NOTE 2 - PRINCIPLES OF CONSOLIDATION

The condensed consolidated financial statements include the accounts of Allied
Research Corporation (a Delaware Corporation) and the Company's wholly-owned
subsidiaries, Mecar, S.A. (a Belgian Company), Allied Research Corporation
Limited (a United Kingdom Company), and Barnes & Reinecke, Inc. (a Delaware
Corporation).

Mecar, S.A.'s wholly-owned Belgian subsidiaries include, Sedachim, S.I., Tele
Technique Generale and VSK Electronics N.V. and its wholly-owned subsidiaries,
IDCS, N.V. and Belgian Automation Units, N.V. (collectively "The VSK Group").
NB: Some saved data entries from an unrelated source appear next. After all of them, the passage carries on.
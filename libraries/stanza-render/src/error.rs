//! Error types for rendering

use thiserror::Error;

use crate::resample::ResampleError;

/// Result type for render operations
pub type Result<T> = std::result::Result<T, RenderError>;

/// Errors (and the cancellation marker) a render can terminate with
#[derive(Error, Debug)]
pub enum RenderError {
    /// Render was requested with no input buffer
    #[error("No audio loaded for rendering")]
    NoAudioLoaded,

    /// A non-finite sample was produced while processing
    #[error("Numeric fault in block {block}: non-finite sample produced")]
    NumericFault {
        /// Index of the processing block that faulted
        block: usize,
    },

    /// Cooperative cancellation; distinct from failure, no partial output
    #[error("Render cancelled")]
    Cancelled,

    /// Sample-rate conversion failed
    #[error(transparent)]
    Resample(#[from] ResampleError),

    /// Invalid buffer or settings input
    #[error(transparent)]
    Core(#[from] stanza_core::CoreError),

    /// The background render worker terminated abnormally
    #[error("Render worker failed: {0}")]
    Worker(String),
}

impl RenderError {
    /// Whether this terminal value is the cancellation marker
    pub fn is_cancelled(&self) -> bool {
        matches!(self, Self::Cancelled)
    }
}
Significant intercompany transactions have been eliminated in consolidation.

NOTE 3 - RESTRICTED CASH

Mecar is generally required under the terms of its contracts with foreign
governments to provide performance bonds, advance payment guarantees and letters
of credit. The credit facility agreements used to provide these financial
guarantees generally place restrictions on cash deposits and other liens on
Mecar's assets. Cash of $14,217 and long-term deposits of $6,476 at March 31,
1998 ($20,116 at December 31, 1997) are restricted or pledged as collateral for
various bank agreements.

NOTE 4 - INVENTORIES

Inventories are composed of raw materials and supplies.

                                       6

<PAGE>


                          Allied Research Corporation

        NOTES TO CONDENSED CONSOLIDATED FINANCIAL STATEMENTS - CONTINUED

                                 March 31, 1998

                             (Thousands of Dollars)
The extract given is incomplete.